On Friday, April 3rd, Josh Wolf, a video blogger, was released from a prison in California where he was held for a record breaking 7.5 months for refusing to give a federal court his video tape of the protests in San Francisco at the WTO’s G8 conference. This scandal is particularly aligned with word of mouth because Wolf is requesting to be protected by privacy laws granted to journalists. This is causing some controversy among journalists, many of whom do not consider him a journalist simply because he is a blogger. So the question is: what signifies a journalist as opposed to a blogger? Is it because they are paid? Is it because they are employed by a well-known or credited publishing venue? On his own personal blog, Wolf states:
Many have suggested I am not a journalist because I have personal views about my subject matter; others have argued that I don’t qualify for journalistic protections because I am not employed as a journalist by a corporation. How would a “journalist with a press pass” have responded to such a demand by the federal government? (http://joshwolf.net/blog/).

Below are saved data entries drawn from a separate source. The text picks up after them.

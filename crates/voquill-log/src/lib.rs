//! Voquill Logging Core
//!
//! Client-side logging façade for the Voquill desktop app.
//!
//! ## Overview
//!
//! - **Leveled logging**: `info`, `warning`, `error` are always emitted;
//!   `verbose` only when the user opted into verbose logging
//! - **Verbosity preference**: persisted under a single key, read on every
//!   verbose call, `info` whenever the stored value is missing or unknown
//! - **Stopwatch**: times an async operation and logs how long it took to
//!   succeed or fail, without touching its result
//! - **Global error capture**: panics and failed detached tasks are written
//!   straight to the sink
//!
//! Logging never fails the caller. Sink writes are fire-and-forget.
//!
//! ## Quick Start
//!
//! ```ignore
//! use voquill_log::{LogArg, LoggingBuilder, LoggingConfig, VerbosityLevel};
//!
//! #[tokio::main]
//! async fn main() -> Result<(), Box<dyn std::error::Error>> {
//!     let log = LoggingBuilder::new(LoggingConfig::from_env()).init().await?;
//!
//!     log.info([LogArg::from("Recorder ready")]);
//!     log.set_level(VerbosityLevel::Verbose);
//!     log.verbose([LogArg::from("sample rate"), LogArg::value(&48_000)]);
//!
//!     let text = log
//!         .stopwatch("transcribe", || async { transcribe().await })
//!         .await?;
//!
//!     Ok(())
//! }
//! ```

pub mod config;
mod dispatch;
pub mod error;
pub mod format;
pub mod hooks;
mod init;
pub mod level;
pub mod logger;
pub mod sink;
pub mod store;

// Re-exports
pub use config::LoggingConfig;
pub use error::{LogError, LogResult};
pub use format::{render, LogArg, LogFailure, LogValue, ViaAnyhow, ViaBoxed, ViaError};
pub use hooks::{install_error_hooks, report_unhandled_rejection, spawn_detached};
pub use init::{init_logging, LoggingBuilder};
pub use level::{Severity, VerbosityLevel};
pub use logger::Logger;
pub use sink::{CapturedRecord, LogSink, MemorySink, TracingSink};
pub use store::{
    MemoryPreferenceStore, PreferenceStore, RedbPreferenceStore, VerbosityStore, LOG_LEVEL_KEY,
};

I think this is an important issue because it deals with transparency, the identity of bloggers, and whether or not the court system in America needs to change its understanding of what journalism is now that we have channels like blogs or video diaries. An interesting point is that the court system did not outright deny Wolf his rights as a journalist, they merely tried to work around it by placing the trial in a federal court, where this protection law does not hold. In his blog, Wolf demands a call to action for Congress to pass a federal shield law comparable to the law in California which protects these journalists. I think it will be interesting to see if Wolf and the contributors to his blog will push for this agenda and if they will succeed. I can’t think of another instance where consumer generated media was the driver behind an amendment to a law or a creation of one. Maybe someone can comment if they do know of an example where this took place.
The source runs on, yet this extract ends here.